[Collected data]
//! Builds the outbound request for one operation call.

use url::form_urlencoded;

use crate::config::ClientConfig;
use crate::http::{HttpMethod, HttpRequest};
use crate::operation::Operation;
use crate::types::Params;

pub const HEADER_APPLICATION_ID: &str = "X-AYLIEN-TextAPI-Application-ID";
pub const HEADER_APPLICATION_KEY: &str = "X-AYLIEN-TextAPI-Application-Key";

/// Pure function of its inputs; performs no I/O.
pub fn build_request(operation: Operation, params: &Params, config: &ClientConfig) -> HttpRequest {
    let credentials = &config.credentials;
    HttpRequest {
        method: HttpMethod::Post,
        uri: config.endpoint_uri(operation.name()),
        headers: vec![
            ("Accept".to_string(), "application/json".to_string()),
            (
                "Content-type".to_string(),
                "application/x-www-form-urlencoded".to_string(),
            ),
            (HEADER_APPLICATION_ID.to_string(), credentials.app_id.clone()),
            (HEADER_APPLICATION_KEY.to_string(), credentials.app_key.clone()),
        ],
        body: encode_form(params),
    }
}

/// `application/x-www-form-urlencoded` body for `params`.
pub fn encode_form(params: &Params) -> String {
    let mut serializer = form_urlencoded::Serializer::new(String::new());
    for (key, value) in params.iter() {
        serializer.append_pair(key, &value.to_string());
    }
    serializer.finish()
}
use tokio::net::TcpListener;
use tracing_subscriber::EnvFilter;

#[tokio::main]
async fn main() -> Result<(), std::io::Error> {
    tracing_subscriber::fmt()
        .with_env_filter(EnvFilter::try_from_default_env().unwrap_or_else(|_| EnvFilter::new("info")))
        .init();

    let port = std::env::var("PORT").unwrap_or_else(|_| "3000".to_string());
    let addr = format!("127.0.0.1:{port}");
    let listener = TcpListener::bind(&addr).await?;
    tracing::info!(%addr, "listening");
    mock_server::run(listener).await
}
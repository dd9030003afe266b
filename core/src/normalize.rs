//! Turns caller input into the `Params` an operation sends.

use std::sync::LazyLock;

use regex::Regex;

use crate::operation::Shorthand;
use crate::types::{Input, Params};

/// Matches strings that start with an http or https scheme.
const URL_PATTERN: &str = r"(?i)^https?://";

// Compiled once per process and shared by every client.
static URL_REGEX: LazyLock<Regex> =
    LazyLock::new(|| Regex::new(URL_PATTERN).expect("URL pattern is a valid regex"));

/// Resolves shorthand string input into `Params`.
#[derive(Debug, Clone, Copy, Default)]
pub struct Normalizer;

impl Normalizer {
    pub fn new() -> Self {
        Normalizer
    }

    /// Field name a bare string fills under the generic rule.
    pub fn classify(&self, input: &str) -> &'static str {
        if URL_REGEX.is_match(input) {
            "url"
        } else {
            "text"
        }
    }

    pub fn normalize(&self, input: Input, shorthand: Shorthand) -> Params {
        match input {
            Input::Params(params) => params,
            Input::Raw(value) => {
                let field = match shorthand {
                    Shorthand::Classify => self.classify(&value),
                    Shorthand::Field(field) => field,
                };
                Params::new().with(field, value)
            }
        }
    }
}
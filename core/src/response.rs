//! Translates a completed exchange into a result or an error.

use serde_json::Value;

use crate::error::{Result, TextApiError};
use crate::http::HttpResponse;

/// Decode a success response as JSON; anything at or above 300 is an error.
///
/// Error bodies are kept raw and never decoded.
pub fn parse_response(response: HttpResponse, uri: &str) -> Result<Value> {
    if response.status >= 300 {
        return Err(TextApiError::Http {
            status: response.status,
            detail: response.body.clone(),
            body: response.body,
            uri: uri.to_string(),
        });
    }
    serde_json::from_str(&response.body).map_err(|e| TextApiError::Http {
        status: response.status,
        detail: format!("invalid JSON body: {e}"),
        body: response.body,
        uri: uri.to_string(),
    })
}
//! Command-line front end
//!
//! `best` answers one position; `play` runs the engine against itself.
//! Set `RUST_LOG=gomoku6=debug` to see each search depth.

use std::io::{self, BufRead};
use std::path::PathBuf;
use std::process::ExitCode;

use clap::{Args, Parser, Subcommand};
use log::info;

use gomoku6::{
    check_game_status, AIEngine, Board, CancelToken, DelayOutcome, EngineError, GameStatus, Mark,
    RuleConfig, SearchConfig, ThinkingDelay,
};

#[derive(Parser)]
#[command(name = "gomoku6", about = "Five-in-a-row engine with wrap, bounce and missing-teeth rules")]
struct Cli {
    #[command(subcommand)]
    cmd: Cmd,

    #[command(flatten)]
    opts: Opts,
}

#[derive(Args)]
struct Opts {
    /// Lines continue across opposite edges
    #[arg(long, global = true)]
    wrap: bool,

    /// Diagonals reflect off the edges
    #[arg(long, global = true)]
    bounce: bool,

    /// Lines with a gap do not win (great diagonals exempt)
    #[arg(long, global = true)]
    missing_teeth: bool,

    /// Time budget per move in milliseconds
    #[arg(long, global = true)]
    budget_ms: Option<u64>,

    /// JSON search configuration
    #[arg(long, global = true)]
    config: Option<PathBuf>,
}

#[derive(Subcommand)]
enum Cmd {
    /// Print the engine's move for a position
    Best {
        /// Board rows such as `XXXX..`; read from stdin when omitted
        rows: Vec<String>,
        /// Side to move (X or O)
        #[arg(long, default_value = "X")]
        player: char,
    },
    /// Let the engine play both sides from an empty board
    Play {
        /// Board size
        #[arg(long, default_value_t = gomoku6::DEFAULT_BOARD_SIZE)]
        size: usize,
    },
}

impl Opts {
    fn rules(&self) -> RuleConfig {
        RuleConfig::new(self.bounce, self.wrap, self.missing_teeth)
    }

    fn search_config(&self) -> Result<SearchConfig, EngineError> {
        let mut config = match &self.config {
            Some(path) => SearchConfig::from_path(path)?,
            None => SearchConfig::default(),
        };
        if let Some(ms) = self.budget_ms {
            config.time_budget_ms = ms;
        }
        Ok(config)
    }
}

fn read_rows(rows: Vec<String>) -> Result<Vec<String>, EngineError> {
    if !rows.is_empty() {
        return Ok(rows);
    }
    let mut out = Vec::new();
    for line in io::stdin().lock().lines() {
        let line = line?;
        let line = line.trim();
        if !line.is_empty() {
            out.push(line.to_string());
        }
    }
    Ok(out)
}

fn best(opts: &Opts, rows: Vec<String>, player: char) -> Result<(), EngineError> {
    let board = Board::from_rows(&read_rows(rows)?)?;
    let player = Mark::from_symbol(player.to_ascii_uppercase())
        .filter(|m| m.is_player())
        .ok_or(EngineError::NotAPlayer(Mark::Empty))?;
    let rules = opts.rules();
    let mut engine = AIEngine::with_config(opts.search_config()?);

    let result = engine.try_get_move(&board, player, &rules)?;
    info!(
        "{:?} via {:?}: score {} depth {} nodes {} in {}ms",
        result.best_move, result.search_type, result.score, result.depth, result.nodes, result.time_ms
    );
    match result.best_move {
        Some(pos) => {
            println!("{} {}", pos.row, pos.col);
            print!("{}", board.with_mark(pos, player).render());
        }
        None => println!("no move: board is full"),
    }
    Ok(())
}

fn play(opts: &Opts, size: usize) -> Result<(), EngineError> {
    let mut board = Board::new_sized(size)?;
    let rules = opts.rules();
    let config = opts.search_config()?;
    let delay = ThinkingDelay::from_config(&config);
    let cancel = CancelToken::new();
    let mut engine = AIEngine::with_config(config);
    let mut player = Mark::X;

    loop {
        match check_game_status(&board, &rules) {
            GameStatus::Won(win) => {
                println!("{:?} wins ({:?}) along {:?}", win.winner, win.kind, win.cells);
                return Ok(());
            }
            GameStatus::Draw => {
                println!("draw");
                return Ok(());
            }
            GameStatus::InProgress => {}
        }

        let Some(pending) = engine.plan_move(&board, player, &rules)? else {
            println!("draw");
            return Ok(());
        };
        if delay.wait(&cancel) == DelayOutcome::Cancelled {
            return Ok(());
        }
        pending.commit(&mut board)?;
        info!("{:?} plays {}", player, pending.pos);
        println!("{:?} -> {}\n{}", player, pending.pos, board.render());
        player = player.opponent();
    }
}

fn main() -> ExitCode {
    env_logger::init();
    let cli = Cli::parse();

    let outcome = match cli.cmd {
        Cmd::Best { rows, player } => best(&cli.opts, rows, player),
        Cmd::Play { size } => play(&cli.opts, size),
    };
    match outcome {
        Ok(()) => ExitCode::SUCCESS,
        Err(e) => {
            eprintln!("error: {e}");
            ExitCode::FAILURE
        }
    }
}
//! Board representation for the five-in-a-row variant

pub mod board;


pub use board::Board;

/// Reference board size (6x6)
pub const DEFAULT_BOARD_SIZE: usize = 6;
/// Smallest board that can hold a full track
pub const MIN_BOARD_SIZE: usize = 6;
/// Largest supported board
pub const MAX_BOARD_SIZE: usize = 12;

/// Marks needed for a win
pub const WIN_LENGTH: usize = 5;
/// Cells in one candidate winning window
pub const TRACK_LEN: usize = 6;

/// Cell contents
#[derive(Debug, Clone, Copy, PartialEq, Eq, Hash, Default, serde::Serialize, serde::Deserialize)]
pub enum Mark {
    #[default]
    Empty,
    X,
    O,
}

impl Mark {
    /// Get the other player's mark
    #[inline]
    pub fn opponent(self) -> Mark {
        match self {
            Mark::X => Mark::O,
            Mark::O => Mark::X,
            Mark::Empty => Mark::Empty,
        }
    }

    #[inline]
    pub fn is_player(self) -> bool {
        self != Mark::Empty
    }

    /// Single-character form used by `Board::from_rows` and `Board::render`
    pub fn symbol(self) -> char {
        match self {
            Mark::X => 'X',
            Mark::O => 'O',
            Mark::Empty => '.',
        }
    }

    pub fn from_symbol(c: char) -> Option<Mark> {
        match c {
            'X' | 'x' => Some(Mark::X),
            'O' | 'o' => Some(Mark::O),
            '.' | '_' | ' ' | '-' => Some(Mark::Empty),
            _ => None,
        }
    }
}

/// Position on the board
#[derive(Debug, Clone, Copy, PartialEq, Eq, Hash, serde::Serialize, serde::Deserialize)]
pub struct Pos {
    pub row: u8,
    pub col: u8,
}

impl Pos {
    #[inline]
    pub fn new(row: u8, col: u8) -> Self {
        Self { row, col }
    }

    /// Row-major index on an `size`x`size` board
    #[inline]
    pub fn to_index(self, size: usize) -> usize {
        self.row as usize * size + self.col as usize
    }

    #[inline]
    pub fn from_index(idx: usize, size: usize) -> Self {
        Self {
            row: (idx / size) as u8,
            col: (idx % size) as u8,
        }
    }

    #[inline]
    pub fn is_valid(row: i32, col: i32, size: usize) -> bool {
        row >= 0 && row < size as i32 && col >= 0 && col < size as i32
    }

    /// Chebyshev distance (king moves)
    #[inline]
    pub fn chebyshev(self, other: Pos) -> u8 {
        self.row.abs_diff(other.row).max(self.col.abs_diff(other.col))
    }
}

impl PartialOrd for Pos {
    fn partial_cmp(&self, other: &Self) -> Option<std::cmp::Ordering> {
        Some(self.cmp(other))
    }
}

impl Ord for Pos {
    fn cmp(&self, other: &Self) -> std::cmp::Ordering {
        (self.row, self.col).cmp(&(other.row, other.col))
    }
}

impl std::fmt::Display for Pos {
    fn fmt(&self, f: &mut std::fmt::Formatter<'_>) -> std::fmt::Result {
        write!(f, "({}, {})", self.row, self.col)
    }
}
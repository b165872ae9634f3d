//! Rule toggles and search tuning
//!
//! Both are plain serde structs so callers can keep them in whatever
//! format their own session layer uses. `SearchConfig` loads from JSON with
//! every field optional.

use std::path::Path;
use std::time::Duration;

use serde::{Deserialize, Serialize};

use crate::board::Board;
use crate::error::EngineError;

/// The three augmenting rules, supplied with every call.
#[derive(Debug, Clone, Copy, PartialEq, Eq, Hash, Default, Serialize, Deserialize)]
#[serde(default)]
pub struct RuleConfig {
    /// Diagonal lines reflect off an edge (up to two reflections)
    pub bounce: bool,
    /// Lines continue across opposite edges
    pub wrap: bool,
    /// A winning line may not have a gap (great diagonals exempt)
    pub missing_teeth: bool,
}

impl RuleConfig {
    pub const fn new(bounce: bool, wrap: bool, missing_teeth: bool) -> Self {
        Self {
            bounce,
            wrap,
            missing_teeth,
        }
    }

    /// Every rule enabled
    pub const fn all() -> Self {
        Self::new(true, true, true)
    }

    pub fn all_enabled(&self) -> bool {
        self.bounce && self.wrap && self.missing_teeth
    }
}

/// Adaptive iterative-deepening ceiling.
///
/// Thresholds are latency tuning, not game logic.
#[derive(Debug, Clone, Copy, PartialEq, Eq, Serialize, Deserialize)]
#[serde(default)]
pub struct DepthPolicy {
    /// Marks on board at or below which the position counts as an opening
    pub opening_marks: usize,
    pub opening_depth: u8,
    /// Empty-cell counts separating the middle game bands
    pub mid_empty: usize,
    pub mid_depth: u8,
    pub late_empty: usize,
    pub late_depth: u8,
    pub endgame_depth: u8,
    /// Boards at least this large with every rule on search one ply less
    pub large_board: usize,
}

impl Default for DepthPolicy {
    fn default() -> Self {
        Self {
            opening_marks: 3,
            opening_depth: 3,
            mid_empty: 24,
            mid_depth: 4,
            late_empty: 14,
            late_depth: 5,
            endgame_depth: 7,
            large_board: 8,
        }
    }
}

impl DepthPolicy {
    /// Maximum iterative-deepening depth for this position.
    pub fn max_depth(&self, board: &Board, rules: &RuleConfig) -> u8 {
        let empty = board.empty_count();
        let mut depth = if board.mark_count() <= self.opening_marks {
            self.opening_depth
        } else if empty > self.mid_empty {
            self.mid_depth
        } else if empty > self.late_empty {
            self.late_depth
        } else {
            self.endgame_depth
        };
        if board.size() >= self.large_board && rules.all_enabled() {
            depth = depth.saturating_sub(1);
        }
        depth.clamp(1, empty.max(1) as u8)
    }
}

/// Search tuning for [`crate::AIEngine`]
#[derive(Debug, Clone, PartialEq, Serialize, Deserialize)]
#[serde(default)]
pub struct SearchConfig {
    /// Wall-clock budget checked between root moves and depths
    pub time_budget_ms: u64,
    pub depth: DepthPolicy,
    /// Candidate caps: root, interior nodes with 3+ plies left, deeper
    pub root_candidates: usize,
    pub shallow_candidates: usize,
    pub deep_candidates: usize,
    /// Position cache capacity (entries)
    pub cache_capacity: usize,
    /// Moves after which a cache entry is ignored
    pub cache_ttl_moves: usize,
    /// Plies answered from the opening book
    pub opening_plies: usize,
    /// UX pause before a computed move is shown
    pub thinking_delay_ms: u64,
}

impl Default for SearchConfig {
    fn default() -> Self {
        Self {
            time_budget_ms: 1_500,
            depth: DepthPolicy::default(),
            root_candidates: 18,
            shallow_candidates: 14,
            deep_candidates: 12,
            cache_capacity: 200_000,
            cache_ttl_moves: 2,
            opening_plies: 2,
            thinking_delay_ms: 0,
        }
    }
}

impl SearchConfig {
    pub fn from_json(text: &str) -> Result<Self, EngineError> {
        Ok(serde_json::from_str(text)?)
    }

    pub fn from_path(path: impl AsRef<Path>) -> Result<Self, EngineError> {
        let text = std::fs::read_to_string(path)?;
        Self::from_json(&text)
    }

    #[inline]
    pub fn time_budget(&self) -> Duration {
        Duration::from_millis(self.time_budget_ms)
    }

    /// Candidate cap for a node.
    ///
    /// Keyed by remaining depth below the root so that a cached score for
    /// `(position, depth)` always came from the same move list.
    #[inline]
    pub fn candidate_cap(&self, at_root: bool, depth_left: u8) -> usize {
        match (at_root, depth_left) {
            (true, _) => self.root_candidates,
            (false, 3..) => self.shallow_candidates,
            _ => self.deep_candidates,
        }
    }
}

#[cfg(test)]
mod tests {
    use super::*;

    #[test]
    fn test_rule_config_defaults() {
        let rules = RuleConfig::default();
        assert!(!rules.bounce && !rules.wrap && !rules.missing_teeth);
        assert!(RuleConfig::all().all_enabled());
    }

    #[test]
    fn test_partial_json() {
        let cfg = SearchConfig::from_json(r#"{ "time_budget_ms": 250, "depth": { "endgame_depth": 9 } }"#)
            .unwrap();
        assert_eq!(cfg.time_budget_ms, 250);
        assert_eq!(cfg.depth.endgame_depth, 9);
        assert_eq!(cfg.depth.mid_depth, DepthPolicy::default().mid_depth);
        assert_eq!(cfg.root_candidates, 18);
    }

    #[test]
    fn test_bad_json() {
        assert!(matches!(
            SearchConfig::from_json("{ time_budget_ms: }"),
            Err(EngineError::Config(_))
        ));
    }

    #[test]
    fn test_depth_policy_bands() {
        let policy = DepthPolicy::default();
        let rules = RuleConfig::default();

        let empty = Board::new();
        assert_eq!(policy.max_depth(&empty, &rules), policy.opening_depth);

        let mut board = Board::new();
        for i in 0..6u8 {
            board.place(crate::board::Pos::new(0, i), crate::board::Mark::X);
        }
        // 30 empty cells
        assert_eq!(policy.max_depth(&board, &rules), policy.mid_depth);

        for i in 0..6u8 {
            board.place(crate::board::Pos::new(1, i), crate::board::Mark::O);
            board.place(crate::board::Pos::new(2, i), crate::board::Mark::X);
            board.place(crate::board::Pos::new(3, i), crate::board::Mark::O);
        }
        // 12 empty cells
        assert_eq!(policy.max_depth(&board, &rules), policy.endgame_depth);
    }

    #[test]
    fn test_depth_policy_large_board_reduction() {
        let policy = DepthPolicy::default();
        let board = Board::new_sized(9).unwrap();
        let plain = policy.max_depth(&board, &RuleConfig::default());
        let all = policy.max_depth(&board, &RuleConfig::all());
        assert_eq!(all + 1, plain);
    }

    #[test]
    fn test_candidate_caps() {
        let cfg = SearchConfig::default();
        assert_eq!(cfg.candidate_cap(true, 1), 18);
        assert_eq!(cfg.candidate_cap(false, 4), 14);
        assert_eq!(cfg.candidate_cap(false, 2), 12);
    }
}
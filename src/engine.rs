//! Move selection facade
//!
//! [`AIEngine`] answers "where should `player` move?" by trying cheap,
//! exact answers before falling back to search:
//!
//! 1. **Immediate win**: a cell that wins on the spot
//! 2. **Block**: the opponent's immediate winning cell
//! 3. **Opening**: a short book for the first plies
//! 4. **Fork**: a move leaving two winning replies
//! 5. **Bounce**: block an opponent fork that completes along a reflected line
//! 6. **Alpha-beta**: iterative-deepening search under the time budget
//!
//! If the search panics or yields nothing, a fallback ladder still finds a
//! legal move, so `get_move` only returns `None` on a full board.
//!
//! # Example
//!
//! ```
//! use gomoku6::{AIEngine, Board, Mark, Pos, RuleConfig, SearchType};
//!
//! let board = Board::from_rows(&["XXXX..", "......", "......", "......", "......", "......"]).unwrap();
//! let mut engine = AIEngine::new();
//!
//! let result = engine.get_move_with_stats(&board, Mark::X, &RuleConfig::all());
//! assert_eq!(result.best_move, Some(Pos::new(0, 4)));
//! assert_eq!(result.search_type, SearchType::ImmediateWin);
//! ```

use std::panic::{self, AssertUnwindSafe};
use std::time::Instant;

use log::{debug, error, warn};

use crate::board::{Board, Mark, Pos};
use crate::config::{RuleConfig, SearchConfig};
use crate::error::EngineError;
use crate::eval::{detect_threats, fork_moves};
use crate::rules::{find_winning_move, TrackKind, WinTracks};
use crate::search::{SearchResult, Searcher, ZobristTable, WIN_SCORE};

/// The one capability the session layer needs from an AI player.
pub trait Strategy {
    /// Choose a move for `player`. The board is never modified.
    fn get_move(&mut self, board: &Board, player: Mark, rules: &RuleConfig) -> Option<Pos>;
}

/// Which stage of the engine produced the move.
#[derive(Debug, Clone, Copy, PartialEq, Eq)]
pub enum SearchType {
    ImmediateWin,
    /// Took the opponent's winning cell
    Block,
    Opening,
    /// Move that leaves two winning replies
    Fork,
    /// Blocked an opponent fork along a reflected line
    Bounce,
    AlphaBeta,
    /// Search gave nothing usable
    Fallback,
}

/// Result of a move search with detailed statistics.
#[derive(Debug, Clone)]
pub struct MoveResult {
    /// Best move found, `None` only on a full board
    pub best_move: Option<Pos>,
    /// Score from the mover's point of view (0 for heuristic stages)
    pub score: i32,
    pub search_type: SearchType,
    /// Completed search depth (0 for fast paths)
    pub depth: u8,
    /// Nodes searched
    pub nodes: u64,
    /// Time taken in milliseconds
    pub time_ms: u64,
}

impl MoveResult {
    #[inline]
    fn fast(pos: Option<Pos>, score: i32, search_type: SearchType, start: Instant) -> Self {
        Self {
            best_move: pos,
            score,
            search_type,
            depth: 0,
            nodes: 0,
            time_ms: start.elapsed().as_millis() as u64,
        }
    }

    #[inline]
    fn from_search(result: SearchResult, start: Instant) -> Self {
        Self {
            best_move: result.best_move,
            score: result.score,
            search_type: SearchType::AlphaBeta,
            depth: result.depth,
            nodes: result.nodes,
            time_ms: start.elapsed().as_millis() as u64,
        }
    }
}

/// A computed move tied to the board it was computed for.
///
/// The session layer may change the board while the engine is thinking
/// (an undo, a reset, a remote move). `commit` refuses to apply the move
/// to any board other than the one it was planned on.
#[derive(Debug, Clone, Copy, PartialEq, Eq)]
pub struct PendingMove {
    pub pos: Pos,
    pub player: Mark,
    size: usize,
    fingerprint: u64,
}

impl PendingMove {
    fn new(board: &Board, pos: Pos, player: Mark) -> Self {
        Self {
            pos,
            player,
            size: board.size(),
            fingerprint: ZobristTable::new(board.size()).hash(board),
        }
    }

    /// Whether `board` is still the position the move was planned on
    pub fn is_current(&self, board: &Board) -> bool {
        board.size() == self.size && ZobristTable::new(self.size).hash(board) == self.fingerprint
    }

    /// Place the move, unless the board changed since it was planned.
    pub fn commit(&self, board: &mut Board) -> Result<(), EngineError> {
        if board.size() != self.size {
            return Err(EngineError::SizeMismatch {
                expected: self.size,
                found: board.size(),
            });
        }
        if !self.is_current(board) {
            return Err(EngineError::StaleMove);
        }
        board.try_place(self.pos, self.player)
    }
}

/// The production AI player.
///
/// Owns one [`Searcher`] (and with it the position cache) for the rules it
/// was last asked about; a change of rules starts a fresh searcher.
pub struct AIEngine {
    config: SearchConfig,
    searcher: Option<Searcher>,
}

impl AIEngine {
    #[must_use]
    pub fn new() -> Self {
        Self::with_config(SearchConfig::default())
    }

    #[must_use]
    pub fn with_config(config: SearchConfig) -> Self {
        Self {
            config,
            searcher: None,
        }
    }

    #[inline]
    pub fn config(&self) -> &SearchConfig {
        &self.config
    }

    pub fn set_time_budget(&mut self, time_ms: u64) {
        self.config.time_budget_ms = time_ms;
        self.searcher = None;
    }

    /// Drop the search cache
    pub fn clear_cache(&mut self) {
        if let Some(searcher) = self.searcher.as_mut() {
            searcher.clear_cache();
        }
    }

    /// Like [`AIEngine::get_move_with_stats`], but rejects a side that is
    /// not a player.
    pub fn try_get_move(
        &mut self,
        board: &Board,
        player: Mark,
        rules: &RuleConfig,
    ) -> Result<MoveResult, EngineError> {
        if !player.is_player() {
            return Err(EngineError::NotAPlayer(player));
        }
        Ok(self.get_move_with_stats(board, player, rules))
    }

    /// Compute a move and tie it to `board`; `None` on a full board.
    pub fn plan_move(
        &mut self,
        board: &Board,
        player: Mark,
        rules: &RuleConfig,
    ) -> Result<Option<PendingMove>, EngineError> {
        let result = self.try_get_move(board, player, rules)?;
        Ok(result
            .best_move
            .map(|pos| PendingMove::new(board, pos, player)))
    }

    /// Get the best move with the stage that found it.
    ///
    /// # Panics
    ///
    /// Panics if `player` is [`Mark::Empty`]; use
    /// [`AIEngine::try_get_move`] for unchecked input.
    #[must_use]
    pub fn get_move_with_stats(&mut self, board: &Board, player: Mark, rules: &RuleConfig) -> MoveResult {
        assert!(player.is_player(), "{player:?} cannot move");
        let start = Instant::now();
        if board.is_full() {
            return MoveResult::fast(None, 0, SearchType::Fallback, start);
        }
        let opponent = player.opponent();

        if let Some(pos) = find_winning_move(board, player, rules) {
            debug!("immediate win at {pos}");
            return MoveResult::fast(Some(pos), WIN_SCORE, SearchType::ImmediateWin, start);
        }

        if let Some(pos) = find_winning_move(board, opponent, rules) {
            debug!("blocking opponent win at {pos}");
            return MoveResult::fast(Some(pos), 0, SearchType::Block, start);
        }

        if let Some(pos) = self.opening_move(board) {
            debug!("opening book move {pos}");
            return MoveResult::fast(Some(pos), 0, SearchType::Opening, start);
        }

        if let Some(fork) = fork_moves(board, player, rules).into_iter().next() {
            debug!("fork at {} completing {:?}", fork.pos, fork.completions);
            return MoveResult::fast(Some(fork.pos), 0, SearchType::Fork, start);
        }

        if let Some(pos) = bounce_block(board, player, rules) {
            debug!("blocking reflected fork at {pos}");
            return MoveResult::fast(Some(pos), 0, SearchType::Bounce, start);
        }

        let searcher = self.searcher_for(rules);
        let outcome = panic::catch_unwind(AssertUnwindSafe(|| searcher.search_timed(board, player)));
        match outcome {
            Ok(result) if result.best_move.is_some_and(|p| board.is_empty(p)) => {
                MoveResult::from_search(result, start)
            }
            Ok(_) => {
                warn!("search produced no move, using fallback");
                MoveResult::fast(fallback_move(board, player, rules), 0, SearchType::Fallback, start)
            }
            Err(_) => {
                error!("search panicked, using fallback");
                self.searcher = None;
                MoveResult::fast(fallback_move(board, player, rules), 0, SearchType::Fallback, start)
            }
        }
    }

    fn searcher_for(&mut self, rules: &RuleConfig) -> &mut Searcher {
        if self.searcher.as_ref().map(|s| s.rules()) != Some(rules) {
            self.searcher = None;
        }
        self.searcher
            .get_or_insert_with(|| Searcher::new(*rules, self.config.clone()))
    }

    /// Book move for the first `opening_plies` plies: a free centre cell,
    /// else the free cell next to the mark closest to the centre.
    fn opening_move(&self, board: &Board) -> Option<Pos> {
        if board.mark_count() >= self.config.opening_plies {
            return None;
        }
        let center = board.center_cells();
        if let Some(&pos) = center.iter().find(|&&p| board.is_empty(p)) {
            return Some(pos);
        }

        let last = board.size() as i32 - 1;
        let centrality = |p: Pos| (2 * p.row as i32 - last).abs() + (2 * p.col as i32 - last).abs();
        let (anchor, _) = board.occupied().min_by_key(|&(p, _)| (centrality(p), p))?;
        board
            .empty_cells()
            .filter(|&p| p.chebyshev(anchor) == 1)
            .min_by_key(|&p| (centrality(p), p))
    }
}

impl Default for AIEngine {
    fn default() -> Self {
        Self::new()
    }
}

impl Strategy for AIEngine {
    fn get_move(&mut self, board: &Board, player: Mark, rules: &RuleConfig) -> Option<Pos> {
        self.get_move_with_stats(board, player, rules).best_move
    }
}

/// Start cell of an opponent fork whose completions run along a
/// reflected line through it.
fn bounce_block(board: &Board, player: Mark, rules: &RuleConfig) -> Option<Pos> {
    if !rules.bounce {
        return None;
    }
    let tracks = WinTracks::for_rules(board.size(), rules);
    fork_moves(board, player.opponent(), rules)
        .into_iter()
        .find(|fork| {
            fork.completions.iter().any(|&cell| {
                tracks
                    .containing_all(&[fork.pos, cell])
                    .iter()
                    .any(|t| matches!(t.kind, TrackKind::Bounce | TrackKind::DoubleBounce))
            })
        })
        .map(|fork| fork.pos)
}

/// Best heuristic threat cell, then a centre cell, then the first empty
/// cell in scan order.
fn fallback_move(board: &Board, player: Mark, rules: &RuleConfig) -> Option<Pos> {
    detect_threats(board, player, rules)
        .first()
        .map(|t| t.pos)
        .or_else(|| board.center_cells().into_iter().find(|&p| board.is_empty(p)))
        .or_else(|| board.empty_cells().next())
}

*Work item*. State only the number of lines above that contain the word "GameStatus".

*Task answer*. 4